まるで何かのスイッチが入ったように、陽向は奥の部屋から自分のカードデッキを持って戻ってきた。
「ねぇねぇ! クリスタルサモナーって知ってる? これ、火属性のレアカードなんだ!」
「お、いいね。初めて聞いたけど、教えてくれる?」
陽向の目がぱっと輝く。
「うん! 火属性は水に弱くて、草には強いんだ! 召喚するにはマナが必要で、毎ターン1ずつたまるの!
“火竜の爪”ってやつは3マナで出せる攻撃力800のレアカード! 俺のエースなんだ!」
朝倉は真剣な顔でカードを手に取り、丁寧に読み込んでから微笑んだ。
「じゃあ……俺、マナ1。ターンエンド」
「それだけ!?(笑)」
ゲームが始まると、朝倉は陽向に完全に遊び相手としてロックオンされてしまった。
最初は怖がっていたはずの陽向が、今や彼の膝に自分のカードを置いて「見て見て!」と無邪気に笑っている。
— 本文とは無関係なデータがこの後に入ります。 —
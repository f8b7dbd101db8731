//! Variable-length integers
//!
//! Unsigned values use LEB128: seven data bits per byte, least significant
//! group first, high bit set on every byte except the last. A `u64` takes at
//! most 10 bytes and the 10th byte may only carry the single remaining bit.
//! Decoding rejects over-long (non-canonical) encodings so that every value has
//! exactly one byte representation.
//!
//! Signed values are ZigZag-mapped to unsigned first so small magnitudes of
//! either sign stay short.

use crate::error::{Error, Result};
use std::io::{self, Write};

/// Maximum encoded length of a `u64`
pub const MAX_VARUINT_BYTES: usize = 10;

/// Number of bytes `value` occupies as a varuint
pub const fn varuint_len(mut value: u64) -> usize {
    let mut len = 1;
    while value >= 0x80 {
        value >>= 7;
        len += 1;
    }
    len
}

/// Encode `value` into `buf`, returning the number of bytes used
pub fn encode_varuint(buf: &mut [u8; MAX_VARUINT_BYTES], mut value: u64) -> usize {
    let mut i = 0;
    while value >= 0x80 {
        buf[i] = (value as u8) | 0x80;
        value >>= 7;
        i += 1;
    }
    buf[i] = value as u8;
    i + 1
}

/// Write `value` as a varuint, returning the number of bytes written
pub fn write_varuint<W: Write + ?Sized>(out: &mut W, value: u64) -> io::Result<usize> {
    let mut buf = [0u8; MAX_VARUINT_BYTES];
    let len = encode_varuint(&mut buf, value);
    out.write_all(&buf[..len])?;
    Ok(len)
}

/// Decode a varuint from the front of `buf`
///
/// Returns `(value, bytes_consumed)`.
pub fn read_varuint(buf: &[u8]) -> Result<(u64, usize)> {
    if buf.is_empty() {
        return Err(Error::VarIntDecode(
            "unexpected EOF: empty buffer when reading varuint".to_string(),
        ));
    }

    let mut value: u64 = 0;
    let mut shift = 0u32;
    for (i, &byte) in buf.iter().enumerate() {
        let consumed = i + 1;
        if consumed > MAX_VARUINT_BYTES {
            return Err(Error::VarIntDecode(format!(
                "varuint overflow: more than {} bytes",
                MAX_VARUINT_BYTES
            )));
        }
        if consumed == MAX_VARUINT_BYTES && byte > 0x01 {
            return Err(Error::VarIntDecode(format!(
                "varuint overflow: 10th byte 0x{:02X} exceeds u64 range",
                byte
            )));
        }

        value |= u64::from(byte & 0x7F) << shift;
        shift += 7;

        if byte & 0x80 == 0 {
            let expected = varuint_len(value);
            if consumed != expected {
                return Err(Error::VarIntNonCanonical {
                    value,
                    actual: consumed,
                    expected,
                });
            }
            return Ok((value, consumed));
        }
    }

    Err(Error::VarIntDecode(format!(
        "unexpected EOF: continuation flag set at byte {} but no more data",
        buf.len()
    )))
}

/// Map a signed value onto the unsigned range, interleaving signs
#[inline]
pub const fn zigzag_encode(value: i64) -> u64 {
    ((value << 1) ^ (value >> 63)) as u64
}

/// Inverse of [`zigzag_encode`]
#[inline]
pub const fn zigzag_decode(encoded: u64) -> i64 {
    ((encoded >> 1) as i64) ^ -((encoded & 1) as i64)
}

/// Write a signed value as ZigZag + varuint
pub fn write_varint<W: Write + ?Sized>(out: &mut W, value: i64) -> io::Result<usize> {
    write_varuint(out, zigzag_encode(value))
}

/// Decode a ZigZag varint from the front of `buf`
pub fn read_varint(buf: &[u8]) -> Result<(i64, usize)> {
    let (raw, consumed) = read_varuint(buf)?;
    Ok((zigzag_decode(raw), consumed))
}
リリィはキッチンからその様子を見て、思わず吹き出した。
「……あれ、なんで? さっきまであんなに怖がってたのに……」
「朝倉って、最初だけなんだよ。中身はわりと……いや、かなり母性系」
樹が笑いながらコップを受け取る。
《陽向くん、さっきまであんなビビってたのに草》
《朝倉の“お兄さん”力、発動したな》
《母性というより“黒豹に懐く子猫”感ある》
《カードゲーム教えてるの尊すぎるんだが……》
コメント欄もゆるやかに盛り上がっていく。
陽向が「ママ! 次は樹お兄さんと朝倉お兄さんと3人でやりたい!」と言い出し、
朝倉が静かにカードを切りながら「ルール覚えたし、そろそろ勝てるかもしれない」とニヤリと笑う。
「ねえ陽向、さっきは怖がってごめんな」
「ううん……怖くないよ。もう全然」
「そうか。じゃあ……次、俺が勝ったら、その“火竜の爪”もらおうか?」
「やだー!! 絶対負けないからな!!」
陽向が笑いながら身を乗り出すと、朝倉は軽く肩をすくめて小さく笑った。
樹はそんな2人を眺めながら、こっそりカメラに手を振る。
「……これ、完全に“陽向の朝倉兄ちゃん”誕生したな」
《一家に一人ほしい朝倉兄ちゃん》
《カードゲームで完全に攻略されてるの草》
《陽向くんの中の朝倉ランキング急上昇中》
――こうして、ただの“配信のついでに寄った日曜日”は、
ほんのちょっと温かくて、優しい記憶として残っていくのだった。